ASSIGNMENT -> Only the number is wanted: how many lines in the data contain "RetestOutcome"?

Collected data:

*** Block opens ***

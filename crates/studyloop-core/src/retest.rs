//! Adaptive retest orchestrator.
//!
//! Asks the generation service for a quiz scoped to the weak concepts,
//! publishes it to the handoff slot, and tells the caller to move on to the
//! quiz flow.

use std::fmt;
use std::sync::Arc;
use std::time::Instant;

use chrono::{DateTime, Utc};
use serde::Serialize;
use uuid::Uuid;

use crate::error::RetestError;
use crate::handoff::{dynamic_test_label, HandoffEntry, HandoffStore};
use crate::quiz::QuizSource;
use crate::traits::{QuestionGenerator, RetestRequest};
use crate::weakness::WeaknessAnalysis;

/// Phase of a single retest invocation.
///
/// `Idle -> Requesting -> {Published, Failed}`. Every invocation starts
/// over at `Idle`; nothing carries between invocations.
#[derive(Debug, Clone, Copy, PartialEq, Eq, Serialize)]
#[serde(rename_all = "lowercase")]
pub enum RetestPhase {
    Idle,
    Requesting,
    Published,
    Failed,
}

impl RetestPhase {
    pub fn is_terminal(self) -> bool {
        matches!(self, RetestPhase::Published | RetestPhase::Failed)
    }
}

impl fmt::Display for RetestPhase {
    fn fmt(&self, f: &mut fmt::Formatter<'_>) -> fmt::Result {
        match self {
            RetestPhase::Idle => write!(f, "idle"),
            RetestPhase::Requesting => write!(f, "requesting"),
            RetestPhase::Published => write!(f, "published"),
            RetestPhase::Failed => write!(f, "failed"),
        }
    }
}

/// Receives phase changes, e.g. to disable the retest control while a
/// request is outstanding.
pub trait RetestObserver: Send + Sync {
    fn on_phase(&self, topic: &str, phase: RetestPhase);
}

/// No-op observer.
pub struct NoopObserver;

impl RetestObserver for NoopObserver {
    fn on_phase(&self, _: &str, _: RetestPhase) {}
}

/// Proof of a publication to the handoff slot.
#[derive(Debug, Clone, PartialEq, Serialize)]
pub struct HandoffToken {
    pub id: Uuid,
    /// The label written under `currentTopicName`.
    pub label: String,
    pub published_at: DateTime<Utc>,
}

/// Result of a successful retest: where the quiz went and where to go next.
#[derive(Debug, Clone, PartialEq)]
pub struct RetestOutcome {
    pub token: HandoffToken,
    /// Always [`QuizSource::Regenerated`]; the quiz flow reads the slot.
    pub next: QuizSource,
}

/// Drives one generate-then-publish cycle per call.
///
/// Concurrent calls are not coordinated; the slot keeps whichever
/// publication lands last.
pub struct RetestOrchestrator {
    generator: Arc<dyn QuestionGenerator>,
    handoff: Arc<dyn HandoffStore>,
    observer: Arc<dyn RetestObserver>,
}

impl RetestOrchestrator {
    pub fn new(generator: Arc<dyn QuestionGenerator>, handoff: Arc<dyn HandoffStore>) -> Self {
        Self {
            generator,
            handoff,
            observer: Arc::new(NoopObserver),
        }
    }

    pub fn with_observer(mut self, observer: Arc<dyn RetestObserver>) -> Self {
        self.observer = observer;
        self
    }

    /// Request a retest for the concepts held by `analysis`.
    pub async fn retest_from(
        &self,
        analysis: &WeaknessAnalysis,
    ) -> Result<RetestOutcome, RetestError> {
        let request = analysis.retest_request();
        self.request_adaptive_retest(&request.topic, request.weak_concepts)
            .await
    }

    /// Generate a quiz on `weak_concepts` and publish it under
    /// `"Dynamic Test: " + topic`.
    ///
    /// Sends exactly one generation request. An empty concept list is
    /// forwarded unchanged. If generation fails the handoff slot is not
    /// written.
    pub async fn request_adaptive_retest(
        &self,
        topic: &str,
        weak_concepts: Vec<String>,
    ) -> Result<RetestOutcome, RetestError> {
        self.observer.on_phase(topic, RetestPhase::Idle);
        if weak_concepts.is_empty() {
            tracing::warn!(topic, "requesting a retest with no weak concepts");
        }

        let request = RetestRequest {
            topic: topic.to_string(),
            weak_concepts,
        };

        self.transition(topic, RetestPhase::Requesting);
        let start = Instant::now();
        let payload = match self.generator.generate_retest(&request).await {
            Ok(payload) => payload,
            Err(e) => {
                tracing::warn!(topic, error = %e, "retest generation failed");
                self.transition(topic, RetestPhase::Failed);
                return Err(e.into());
            }
        };
        tracing::debug!(
            topic,
            elapsed_ms = start.elapsed().as_millis() as u64,
            "retest generated"
        );

        let label = dynamic_test_label(topic);
        let entry = HandoffEntry {
            current_quiz: payload,
            current_topic_name: label.clone(),
        };
        if let Err(e) = self.handoff.publish(entry) {
            tracing::error!(topic, error = %e, "failed to publish retest");
            self.transition(topic, RetestPhase::Failed);
            return Err(e.into());
        }

        let token = HandoffToken {
            id: Uuid::new_v4(),
            label,
            published_at: Utc::now(),
        };
        self.transition(topic, RetestPhase::Published);
        tracing::info!(topic, token = %token.id, concepts = request.weak_concepts.len(), "retest published");

        Ok(RetestOutcome {
            token,
            next: QuizSource::Regenerated,
        })
    }

    fn transition(&self, topic: &str, phase: RetestPhase) {
        tracing::debug!(topic, %phase, "retest phase");
        self.observer.on_phase(topic, phase);
    }
}

#[cfg(test)]
mod tests {
    use std::sync::Mutex;

    use async_trait::async_trait;

    use super::*;
    use crate::error::{GenerationError, HandoffError};
    use crate::handoff::MemoryHandoffStore;
    use crate::model::{ConceptAnalysis, QuizPayload, TopicInfo};

    /// Generator that records requests and either succeeds or fails.
    struct StubGenerator {
        fail: bool,
        requests: Mutex<Vec<RetestRequest>>,
    }

    impl StubGenerator {
        fn ok() -> Self {
            Self {
                fail: false,
                requests: Mutex::new(vec![]),
            }
        }

        fn failing() -> Self {
            Self {
                fail: true,
                requests: Mutex::new(vec![]),
            }
        }
    }

    #[async_trait]
    impl QuestionGenerator for StubGenerator {
        async fn generate_retest(
            &self,
            request: &RetestRequest,
        ) -> Result<QuizPayload, GenerationError> {
            self.requests.lock().unwrap().push(request.clone());
            if self.fail {
                return Err(GenerationError::Service {
                    status: 500,
                    message: "Failed to generate dynamic test".into(),
                });
            }
            Ok(QuizPayload::new(
                serde_json::json!({ "concepts": request.weak_concepts }),
            ))
        }

        async fn generate_fresh(&self, _topic: &str) -> Result<QuizPayload, GenerationError> {
            unreachable!("retests never ask for a fresh quiz")
        }
    }

    struct BrokenStore;

    impl HandoffStore for BrokenStore {
        fn publish(&self, _: HandoffEntry) -> Result<(), HandoffError> {
            Err(HandoffError::Io {
                path: "/read-only/handoff.json".into(),
                source: std::io::Error::new(std::io::ErrorKind::PermissionDenied, "read-only"),
            })
        }

        fn current(&self) -> Result<Option<HandoffEntry>, HandoffError> {
            Ok(None)
        }
    }

    #[derive(Default)]
    struct RecordingObserver {
        phases: Mutex<Vec<RetestPhase>>,
    }

    impl RetestObserver for RecordingObserver {
        fn on_phase(&self, _: &str, phase: RetestPhase) {
            self.phases.lock().unwrap().push(phase);
        }
    }

    fn previous_entry() -> HandoffEntry {
        HandoffEntry {
            current_quiz: QuizPayload::new(serde_json::json!(["old"])),
            current_topic_name: "Gravity".into(),
        }
    }

    #[tokio::test]
    async fn success_publishes_both_keys() {
        let generator = Arc::new(StubGenerator::ok());
        let store = Arc::new(MemoryHandoffStore::with_entry(previous_entry()));
        let orchestrator = RetestOrchestrator::new(generator.clone(), store.clone());

        let outcome = orchestrator
            .request_adaptive_retest("Gravity", vec!["Free fall".into(), "Mass".into()])
            .await
            .unwrap();

        assert_eq!(outcome.next, QuizSource::Regenerated);
        assert_eq!(outcome.token.label, "Dynamic Test: Gravity");

        let entry = store.current().unwrap().unwrap();
        assert_eq!(entry.current_topic_name, "Dynamic Test: Gravity");
        assert_eq!(
            entry.current_quiz.as_json()["concepts"],
            serde_json::json!(["Free fall", "Mass"])
        );
        assert_eq!(generator.requests.lock().unwrap().len(), 1);
    }

    #[tokio::test]
    async fn failure_leaves_slot_untouched() {
        let generator = Arc::new(StubGenerator::failing());
        let store = Arc::new(MemoryHandoffStore::with_entry(previous_entry()));
        let orchestrator = RetestOrchestrator::new(generator.clone(), store.clone());

        let err = orchestrator
            .request_adaptive_retest("Gravity", vec!["Free fall".into()])
            .await
            .unwrap_err();

        assert!(matches!(err, RetestError::Generation(_)));
        assert_eq!(store.current().unwrap(), Some(previous_entry()));
        // No retry.
        assert_eq!(generator.requests.lock().unwrap().len(), 1);
    }

    #[tokio::test]
    async fn empty_concepts_are_forwarded() {
        let generator = Arc::new(StubGenerator::ok());
        let store = Arc::new(MemoryHandoffStore::new());
        let orchestrator = RetestOrchestrator::new(generator.clone(), store);

        orchestrator
            .request_adaptive_retest("The Atom", vec![])
            .await
            .unwrap();

        let requests = generator.requests.lock().unwrap();
        assert_eq!(requests[0].topic, "The Atom");
        assert!(requests[0].weak_concepts.is_empty());
    }

    #[tokio::test]
    async fn phases_follow_state_machine() {
        let observer = Arc::new(RecordingObserver::default());
        let orchestrator = RetestOrchestrator::new(
            Arc::new(StubGenerator::ok()),
            Arc::new(MemoryHandoffStore::new()),
        )
        .with_observer(observer.clone());
        orchestrator
            .request_adaptive_retest("Gravity", vec!["Mass".into()])
            .await
            .unwrap();
        assert_eq!(
            *observer.phases.lock().unwrap(),
            [
                RetestPhase::Idle,
                RetestPhase::Requesting,
                RetestPhase::Published
            ]
        );

        let observer = Arc::new(RecordingObserver::default());
        let orchestrator = RetestOrchestrator::new(
            Arc::new(StubGenerator::failing()),
            Arc::new(MemoryHandoffStore::new()),
        )
        .with_observer(observer.clone());
        let _ = orchestrator
            .request_adaptive_retest("Gravity", vec!["Mass".into()])
            .await;
        let phases = observer.phases.lock().unwrap();
        assert_eq!(phases.last(), Some(&RetestPhase::Failed));
        assert!(phases.last().unwrap().is_terminal());
    }

    #[tokio::test]
    async fn handoff_failure_is_reported_separately() {
        let orchestrator =
            RetestOrchestrator::new(Arc::new(StubGenerator::ok()), Arc::new(BrokenStore));
        let err = orchestrator
            .request_adaptive_retest("Gravity", vec!["Mass".into()])
            .await
            .unwrap_err();
        assert!(matches!(err, RetestError::Handoff(_)));
    }

    #[tokio::test]
    async fn retest_from_analysis_uses_weak_names() {
        let generator = Arc::new(StubGenerator::ok());
        let orchestrator =
            RetestOrchestrator::new(generator.clone(), Arc::new(MemoryHandoffStore::new()));
        let analysis = WeaknessAnalysis::new(
            TopicInfo::new("Numbers"),
            ["Fractions", "Decimals"]
                .into_iter()
                .map(|name| ConceptAnalysis {
                    concept_name: name.into(),
                    explanation: String::new(),
                    video_url: String::new(),
                    practice_questions: vec![],
                })
                .collect(),
        );

        let outcome = orchestrator.retest_from(&analysis).await.unwrap();
        assert_eq!(outcome.token.label, "Dynamic Test: Numbers");
        assert_eq!(
            generator.requests.lock().unwrap()[0].weak_concepts,
            ["Fractions", "Decimals"]
        );
    }
}
//! studyloop CLI — analytics, remediation, and adaptive retests.

use std::path::PathBuf;
use std::process;

use clap::{Parser, Subcommand};

mod commands;

#[derive(Parser)]
#[command(name = "studyloop", version, about = "Weak-concept remediation and adaptive retests")]
struct Cli {
    #[command(subcommand)]
    command: Commands,
}

#[derive(Subcommand)]
enum Commands {
    /// Show score history and per-subject averages
    Analytics {
        /// User whose history to show (defaults to the configured username)
        #[arg(long)]
        user: Option<String>,

        /// Output format: text, json
        #[arg(long, default_value = "text")]
        format: String,

        /// Config file path
        #[arg(long)]
        config: Option<PathBuf>,
    },

    /// Send a finished attempt for grading and save the analysis
    Submit {
        /// Attempt JSON (username, subject, topic, score, questions, user_answers)
        #[arg(long)]
        attempt: PathBuf,

        /// Where to write the analysis file
        #[arg(long, default_value = "./analysis.json")]
        output: PathBuf,

        /// Config file path
        #[arg(long)]
        config: Option<PathBuf>,
    },

    /// Review weak concepts from an analysis file
    Remediate {
        /// Analysis file written by `submit`
        #[arg(long)]
        analysis: PathBuf,

        /// Generate a follow-up quiz on the weak concepts
        #[arg(long)]
        retest: bool,

        /// Config file path
        #[arg(long)]
        config: Option<PathBuf>,
    },

    /// Load the quiz the quiz flow would run
    Quiz {
        /// Generate a fresh quiz on this topic instead of using the retest
        #[arg(long)]
        topic: Option<String>,

        /// Config file path
        #[arg(long)]
        config: Option<PathBuf>,
    },

    /// Create a starter config
    Init,
}

#[tokio::main]
async fn main() {
    tracing_subscriber::fmt()
        .with_writer(std::io::stderr)
        .with_env_filter(
            tracing_subscriber::EnvFilter::from_default_env()
                .add_directive("studyloop=info".parse().unwrap()),
        )
        .init();

    let cli = Cli::parse();

    let result = match cli.command {
        Commands::Analytics {
            user,
            format,
            config,
        } => commands::analytics::execute(user, format, config).await,
        Commands::Submit {
            attempt,
            output,
            config,
        } => commands::submit::execute(attempt, output, config).await,
        Commands::Remediate {
            analysis,
            retest,
            config,
        } => commands::remediate::execute(analysis, retest, config).await,
        Commands::Quiz { topic, config } => commands::quiz::execute(topic, config).await,
        Commands::Init => commands::init::execute(),
    };

    if let Err(e) = result {
        eprintln!("Error: {e:#}");
        process::exit(1);
    }
}
//! The `studyloop submit` command.

use std::path::PathBuf;

use anyhow::{Context, Result};

use studyloop_client::load_config_from;
use studyloop_core::model::{AttemptSubmission, TopicInfo};
use studyloop_core::traits::GradingService;
use studyloop_core::weakness::{WeaknessAnalysis, WeaknessState};

pub async fn execute(
    attempt_path: PathBuf,
    output: PathBuf,
    config_path: Option<PathBuf>,
) -> Result<()> {
    let config = load_config_from(config_path.as_deref())?;

    let content = std::fs::read_to_string(&attempt_path)
        .with_context(|| format!("failed to read attempt from {}", attempt_path.display()))?;
    let submission: AttemptSubmission =
        serde_json::from_str(&content).context("failed to parse attempt JSON")?;

    let client = config.client()?;
    let analyses = client
        .submit(&submission)
        .await
        .context("failed to analyze results")?;

    let analysis = WeaknessAnalysis::new(TopicInfo::new(&submission.topic), analyses);
    analysis.save_json(&output)?;

    match analysis.state() {
        WeaknessState::NothingToRemediate => {
            println!("No weak concepts found for {}.", submission.topic)
        }
        WeaknessState::NeedsRemediation { count } => {
            println!("{count} weak concept(s) found for {}.", submission.topic)
        }
    }
    eprintln!("Analysis saved to: {}", output.display());

    Ok(())
}
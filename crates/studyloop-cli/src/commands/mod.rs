pub mod analytics;
pub mod init;
pub mod quiz;
pub mod remediate;
pub mod submit;
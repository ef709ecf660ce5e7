use chrono::{Duration, TimeZone, Utc};
use criterion::{black_box, criterion_group, criterion_main, Criterion};

use studyloop_core::analytics::aggregate;
use studyloop_core::model::TestResult;

const SUBJECTS: [&str; 4] = ["Physics", "Chemistry", "Math", "Biology"];

fn make_history(n: usize) -> Vec<TestResult> {
    let base = Utc.with_ymd_and_hms(2024, 1, 1, 0, 0, 0).unwrap();
    (0..n)
        .map(|i| TestResult {
            result_id: None,
            // Cycle over 30 days so many rows share a date.
            test_date: base + Duration::days((i * 7 % 30) as i64),
            topic: format!("topic-{}", i % 10),
            subject: SUBJECTS[i % SUBJECTS.len()].to_string(),
            score: (i * 37 % 101) as f64,
        })
        .collect()
}

fn bench_aggregate(c: &mut Criterion) {
    let mut group = c.benchmark_group("aggregate");

    for n in [10, 1_000, 10_000] {
        let history = make_history(n);
        group.bench_function(format!("rows={n}"), |b| {
            b.iter(|| aggregate(black_box(&history)))
        });
    }

    group.finish();
}

criterion_group!(benches, bench_aggregate);
criterion_main!(benches);
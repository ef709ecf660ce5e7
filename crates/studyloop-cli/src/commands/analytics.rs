//! The `studyloop analytics` command.

use std::path::PathBuf;

use anyhow::{Context, Result};
use comfy_table::{Cell, Table};

use studyloop_client::load_config_from;
use studyloop_core::analytics::{aggregate, AnalyticsSummary};
use studyloop_core::traits::HistorySource;

pub async fn execute(
    user: Option<String>,
    format: String,
    config_path: Option<PathBuf>,
) -> Result<()> {
    let config = load_config_from(config_path.as_deref())?;
    let username = user
        .or_else(|| config.username.clone())
        .filter(|u| !u.is_empty())
        .context("no user given; pass --user or set `username` in studyloop.toml")?;

    let client = config.client()?;
    let history = client
        .fetch_history(&username)
        .await
        .with_context(|| format!("failed to fetch analytics for {username}"))?;

    tracing::debug!(rows = history.len(), user = %username, "history fetched");
    let summary = aggregate(&history);

    match format.as_str() {
        "json" => println!("{}", serde_json::to_string_pretty(&summary)?),
        _ => {
            if summary.is_empty() {
                println!("No test data found.");
                return Ok(());
            }
            print_summary(&username, &summary);
        }
    }

    Ok(())
}

fn print_summary(username: &str, summary: &AnalyticsSummary) {
    println!(
        "Analytics for {username}: {} test(s) across {} subject(s)",
        summary.total_attempts(),
        summary.subject_counts.len()
    );

    let mut subjects = Table::new();
    subjects.set_header(vec!["Subject", "Tests", "Average"]);
    for (subject, average) in &summary.subject_averages {
        let count = summary.subject_counts.get(subject).copied().unwrap_or(0);
        subjects.add_row(vec![
            Cell::new(subject),
            Cell::new(count),
            Cell::new(format!("{average:.1}%")),
        ]);
    }
    println!("\nAverage score by subject\n{subjects}");

    let mut history = Table::new();
    history.set_header(vec!["#", "Date", "Subject", "Topic", "Score"]);
    for (key, row) in summary.history_keys().iter().zip(&summary.sorted_history) {
        history.add_row(vec![
            Cell::new(key),
            Cell::new(row.test_date.format("%Y-%m-%d %H:%M")),
            Cell::new(&row.subject),
            Cell::new(&row.topic),
            Cell::new(format!("{:.0}%", row.score)),
        ]);
    }
    println!("\nHistory (newest first)\n{history}");
}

*** Block closes ***

ANSWER -> 4